INPUT MATERIAL: Begin
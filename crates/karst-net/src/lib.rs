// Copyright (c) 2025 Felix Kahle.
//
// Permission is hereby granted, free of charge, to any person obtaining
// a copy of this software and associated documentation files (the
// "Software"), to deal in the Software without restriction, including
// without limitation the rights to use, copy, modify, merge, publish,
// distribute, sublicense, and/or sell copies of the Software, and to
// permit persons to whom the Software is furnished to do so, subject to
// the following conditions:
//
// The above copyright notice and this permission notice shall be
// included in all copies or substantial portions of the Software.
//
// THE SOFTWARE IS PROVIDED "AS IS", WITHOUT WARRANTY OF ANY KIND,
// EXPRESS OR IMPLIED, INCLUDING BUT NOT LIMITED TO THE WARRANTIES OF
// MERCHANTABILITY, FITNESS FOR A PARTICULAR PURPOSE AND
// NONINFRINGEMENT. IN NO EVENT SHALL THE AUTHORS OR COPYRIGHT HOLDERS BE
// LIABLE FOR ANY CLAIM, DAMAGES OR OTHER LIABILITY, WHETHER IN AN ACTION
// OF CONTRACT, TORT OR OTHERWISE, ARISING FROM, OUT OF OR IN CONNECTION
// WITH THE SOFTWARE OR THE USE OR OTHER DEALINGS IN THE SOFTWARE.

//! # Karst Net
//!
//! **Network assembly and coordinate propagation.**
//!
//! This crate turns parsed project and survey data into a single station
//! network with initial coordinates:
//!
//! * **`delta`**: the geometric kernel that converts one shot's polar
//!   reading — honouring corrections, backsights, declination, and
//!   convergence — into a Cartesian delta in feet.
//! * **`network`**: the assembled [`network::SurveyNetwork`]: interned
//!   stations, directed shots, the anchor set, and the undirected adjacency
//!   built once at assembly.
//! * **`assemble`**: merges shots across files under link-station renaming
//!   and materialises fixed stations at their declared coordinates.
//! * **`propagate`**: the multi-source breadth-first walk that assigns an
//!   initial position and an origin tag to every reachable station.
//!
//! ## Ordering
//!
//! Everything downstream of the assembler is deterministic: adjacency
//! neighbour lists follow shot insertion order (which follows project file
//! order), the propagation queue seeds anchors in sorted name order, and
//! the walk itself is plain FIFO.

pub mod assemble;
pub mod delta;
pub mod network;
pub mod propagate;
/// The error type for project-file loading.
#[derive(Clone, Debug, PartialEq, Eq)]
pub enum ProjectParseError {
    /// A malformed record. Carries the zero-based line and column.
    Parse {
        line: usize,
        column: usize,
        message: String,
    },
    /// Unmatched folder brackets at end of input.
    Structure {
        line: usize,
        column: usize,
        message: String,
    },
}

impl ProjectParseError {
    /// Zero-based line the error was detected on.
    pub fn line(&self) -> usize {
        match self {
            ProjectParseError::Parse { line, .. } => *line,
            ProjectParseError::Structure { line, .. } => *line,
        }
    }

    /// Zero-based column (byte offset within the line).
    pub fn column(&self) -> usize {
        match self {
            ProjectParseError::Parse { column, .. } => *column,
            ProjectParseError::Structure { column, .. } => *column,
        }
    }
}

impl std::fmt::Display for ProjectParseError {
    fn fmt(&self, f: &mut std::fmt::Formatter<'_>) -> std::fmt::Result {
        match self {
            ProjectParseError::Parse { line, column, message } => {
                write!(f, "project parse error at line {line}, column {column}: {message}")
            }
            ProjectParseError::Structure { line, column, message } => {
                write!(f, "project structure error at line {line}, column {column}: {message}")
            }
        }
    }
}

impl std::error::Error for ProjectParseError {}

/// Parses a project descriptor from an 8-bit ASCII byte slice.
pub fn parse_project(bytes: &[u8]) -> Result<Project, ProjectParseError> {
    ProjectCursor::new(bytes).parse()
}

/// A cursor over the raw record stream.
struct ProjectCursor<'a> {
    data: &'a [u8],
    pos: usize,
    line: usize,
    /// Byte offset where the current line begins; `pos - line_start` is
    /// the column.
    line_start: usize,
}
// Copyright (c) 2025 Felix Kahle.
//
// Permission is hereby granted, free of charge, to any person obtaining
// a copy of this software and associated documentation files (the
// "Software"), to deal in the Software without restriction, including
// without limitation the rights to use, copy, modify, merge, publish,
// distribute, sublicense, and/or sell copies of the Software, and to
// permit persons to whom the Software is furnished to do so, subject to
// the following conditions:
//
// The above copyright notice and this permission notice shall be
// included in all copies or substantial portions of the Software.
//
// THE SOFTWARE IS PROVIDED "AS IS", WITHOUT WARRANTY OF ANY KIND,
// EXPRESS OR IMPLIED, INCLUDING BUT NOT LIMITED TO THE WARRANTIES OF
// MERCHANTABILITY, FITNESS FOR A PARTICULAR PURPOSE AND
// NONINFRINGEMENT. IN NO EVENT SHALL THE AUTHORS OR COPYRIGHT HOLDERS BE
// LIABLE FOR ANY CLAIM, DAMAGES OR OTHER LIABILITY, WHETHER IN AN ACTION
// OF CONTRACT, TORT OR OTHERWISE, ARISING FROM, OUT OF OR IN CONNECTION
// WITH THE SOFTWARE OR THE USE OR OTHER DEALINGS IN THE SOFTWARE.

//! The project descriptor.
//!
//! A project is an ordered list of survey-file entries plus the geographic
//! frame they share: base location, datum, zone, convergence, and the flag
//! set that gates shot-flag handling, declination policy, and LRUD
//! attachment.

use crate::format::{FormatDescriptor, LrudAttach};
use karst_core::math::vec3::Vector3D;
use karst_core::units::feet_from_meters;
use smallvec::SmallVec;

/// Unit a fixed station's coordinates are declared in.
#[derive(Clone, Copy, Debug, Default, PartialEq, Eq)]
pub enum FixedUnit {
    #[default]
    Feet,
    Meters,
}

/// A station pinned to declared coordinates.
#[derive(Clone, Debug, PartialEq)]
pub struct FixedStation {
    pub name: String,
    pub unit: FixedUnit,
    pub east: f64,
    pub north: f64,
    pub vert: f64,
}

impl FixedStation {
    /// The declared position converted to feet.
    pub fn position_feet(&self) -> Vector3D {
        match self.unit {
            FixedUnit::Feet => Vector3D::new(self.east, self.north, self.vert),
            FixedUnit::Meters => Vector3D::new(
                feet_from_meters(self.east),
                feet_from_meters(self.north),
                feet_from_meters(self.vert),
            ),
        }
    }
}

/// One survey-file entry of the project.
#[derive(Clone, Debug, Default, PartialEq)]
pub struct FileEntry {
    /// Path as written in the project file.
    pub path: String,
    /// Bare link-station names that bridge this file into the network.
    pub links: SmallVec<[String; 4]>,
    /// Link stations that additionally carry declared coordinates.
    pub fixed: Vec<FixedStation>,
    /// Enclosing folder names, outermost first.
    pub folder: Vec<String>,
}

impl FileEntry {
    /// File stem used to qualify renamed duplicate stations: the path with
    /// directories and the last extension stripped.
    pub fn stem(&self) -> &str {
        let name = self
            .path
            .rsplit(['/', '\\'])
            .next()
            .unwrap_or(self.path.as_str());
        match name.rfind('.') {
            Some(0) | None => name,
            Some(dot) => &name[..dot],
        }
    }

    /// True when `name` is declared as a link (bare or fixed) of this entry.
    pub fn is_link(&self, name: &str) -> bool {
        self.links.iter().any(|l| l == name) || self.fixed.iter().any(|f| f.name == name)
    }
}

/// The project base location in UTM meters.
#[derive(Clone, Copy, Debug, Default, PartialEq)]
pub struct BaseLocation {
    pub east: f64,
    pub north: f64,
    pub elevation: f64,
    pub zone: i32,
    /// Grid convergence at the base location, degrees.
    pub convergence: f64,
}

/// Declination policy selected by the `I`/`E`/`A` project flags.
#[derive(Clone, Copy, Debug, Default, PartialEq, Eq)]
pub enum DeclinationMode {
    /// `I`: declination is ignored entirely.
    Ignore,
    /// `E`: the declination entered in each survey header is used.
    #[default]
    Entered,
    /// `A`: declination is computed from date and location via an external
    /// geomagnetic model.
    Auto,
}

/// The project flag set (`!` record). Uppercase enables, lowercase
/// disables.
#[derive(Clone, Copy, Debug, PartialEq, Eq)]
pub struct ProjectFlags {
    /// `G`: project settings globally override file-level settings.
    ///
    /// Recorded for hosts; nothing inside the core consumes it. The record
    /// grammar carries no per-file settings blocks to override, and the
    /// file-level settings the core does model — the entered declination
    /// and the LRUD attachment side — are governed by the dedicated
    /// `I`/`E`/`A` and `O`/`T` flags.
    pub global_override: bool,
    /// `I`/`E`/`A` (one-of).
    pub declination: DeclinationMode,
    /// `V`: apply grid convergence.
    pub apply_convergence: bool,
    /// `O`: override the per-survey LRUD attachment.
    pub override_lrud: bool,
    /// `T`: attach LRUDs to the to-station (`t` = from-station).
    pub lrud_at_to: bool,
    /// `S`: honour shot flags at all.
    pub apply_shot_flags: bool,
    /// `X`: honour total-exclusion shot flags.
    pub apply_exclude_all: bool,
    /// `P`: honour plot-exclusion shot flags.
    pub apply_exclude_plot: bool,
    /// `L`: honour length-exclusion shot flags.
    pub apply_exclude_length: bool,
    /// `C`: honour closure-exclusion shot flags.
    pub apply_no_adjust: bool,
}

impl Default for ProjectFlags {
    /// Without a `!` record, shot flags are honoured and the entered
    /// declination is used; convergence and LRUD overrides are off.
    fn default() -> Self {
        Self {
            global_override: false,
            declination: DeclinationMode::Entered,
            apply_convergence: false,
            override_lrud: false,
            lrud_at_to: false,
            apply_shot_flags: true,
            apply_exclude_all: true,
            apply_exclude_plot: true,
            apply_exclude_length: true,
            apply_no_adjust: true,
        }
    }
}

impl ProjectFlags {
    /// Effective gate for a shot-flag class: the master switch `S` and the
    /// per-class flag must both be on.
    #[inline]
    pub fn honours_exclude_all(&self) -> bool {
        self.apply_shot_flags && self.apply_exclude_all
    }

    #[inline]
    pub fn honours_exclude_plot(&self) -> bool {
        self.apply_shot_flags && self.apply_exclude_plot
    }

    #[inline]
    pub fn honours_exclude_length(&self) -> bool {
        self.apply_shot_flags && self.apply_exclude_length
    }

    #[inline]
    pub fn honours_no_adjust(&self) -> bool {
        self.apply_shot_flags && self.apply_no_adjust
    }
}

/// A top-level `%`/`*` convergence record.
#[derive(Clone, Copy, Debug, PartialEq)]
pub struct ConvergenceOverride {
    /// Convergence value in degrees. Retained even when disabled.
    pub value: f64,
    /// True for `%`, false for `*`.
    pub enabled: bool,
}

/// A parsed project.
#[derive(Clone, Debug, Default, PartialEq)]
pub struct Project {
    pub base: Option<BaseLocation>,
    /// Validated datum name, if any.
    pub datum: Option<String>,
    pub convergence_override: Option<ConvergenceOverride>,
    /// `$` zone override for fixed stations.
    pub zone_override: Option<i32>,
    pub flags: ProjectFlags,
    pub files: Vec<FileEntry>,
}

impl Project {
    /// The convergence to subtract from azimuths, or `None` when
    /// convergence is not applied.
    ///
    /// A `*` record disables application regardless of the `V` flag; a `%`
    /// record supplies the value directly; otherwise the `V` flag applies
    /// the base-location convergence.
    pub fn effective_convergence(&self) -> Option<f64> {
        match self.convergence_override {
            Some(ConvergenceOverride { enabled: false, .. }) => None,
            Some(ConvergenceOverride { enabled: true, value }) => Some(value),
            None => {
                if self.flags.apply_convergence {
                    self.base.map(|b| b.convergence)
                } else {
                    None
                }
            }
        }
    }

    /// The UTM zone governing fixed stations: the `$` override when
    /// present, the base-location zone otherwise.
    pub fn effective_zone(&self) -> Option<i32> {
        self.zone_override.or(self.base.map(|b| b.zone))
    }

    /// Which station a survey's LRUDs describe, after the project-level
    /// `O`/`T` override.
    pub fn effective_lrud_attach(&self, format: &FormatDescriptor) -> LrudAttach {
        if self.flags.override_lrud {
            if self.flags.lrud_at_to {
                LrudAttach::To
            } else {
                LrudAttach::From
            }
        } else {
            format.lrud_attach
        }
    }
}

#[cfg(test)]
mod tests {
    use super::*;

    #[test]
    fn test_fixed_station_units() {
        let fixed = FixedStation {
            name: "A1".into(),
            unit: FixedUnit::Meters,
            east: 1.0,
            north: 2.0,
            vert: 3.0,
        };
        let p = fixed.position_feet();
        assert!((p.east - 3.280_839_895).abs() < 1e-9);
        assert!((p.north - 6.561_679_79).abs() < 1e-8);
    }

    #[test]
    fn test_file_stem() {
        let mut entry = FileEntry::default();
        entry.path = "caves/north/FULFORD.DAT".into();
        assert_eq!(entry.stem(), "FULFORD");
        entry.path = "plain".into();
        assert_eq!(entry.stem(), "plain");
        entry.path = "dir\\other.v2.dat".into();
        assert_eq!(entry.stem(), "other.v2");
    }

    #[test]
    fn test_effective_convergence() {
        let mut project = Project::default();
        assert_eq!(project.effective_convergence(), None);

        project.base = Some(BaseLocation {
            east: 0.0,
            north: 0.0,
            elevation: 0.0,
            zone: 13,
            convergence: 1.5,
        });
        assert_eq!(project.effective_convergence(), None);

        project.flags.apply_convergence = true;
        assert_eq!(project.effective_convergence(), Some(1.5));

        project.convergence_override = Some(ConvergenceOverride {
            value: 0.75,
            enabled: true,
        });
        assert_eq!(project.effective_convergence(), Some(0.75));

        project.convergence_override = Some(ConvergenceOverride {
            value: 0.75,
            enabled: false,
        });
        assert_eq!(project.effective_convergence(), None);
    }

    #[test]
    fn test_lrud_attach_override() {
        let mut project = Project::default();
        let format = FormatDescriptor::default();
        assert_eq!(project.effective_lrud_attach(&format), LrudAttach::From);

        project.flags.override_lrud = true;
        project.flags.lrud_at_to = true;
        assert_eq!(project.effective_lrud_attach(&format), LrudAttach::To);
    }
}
INPUT MATERIAL: End
▶ REQUIRED ACTION
Lines containing the word "adjacency" in the entries above should be counted, and only that number given.

▶ RESPONSE TO THIS EXERCISE
2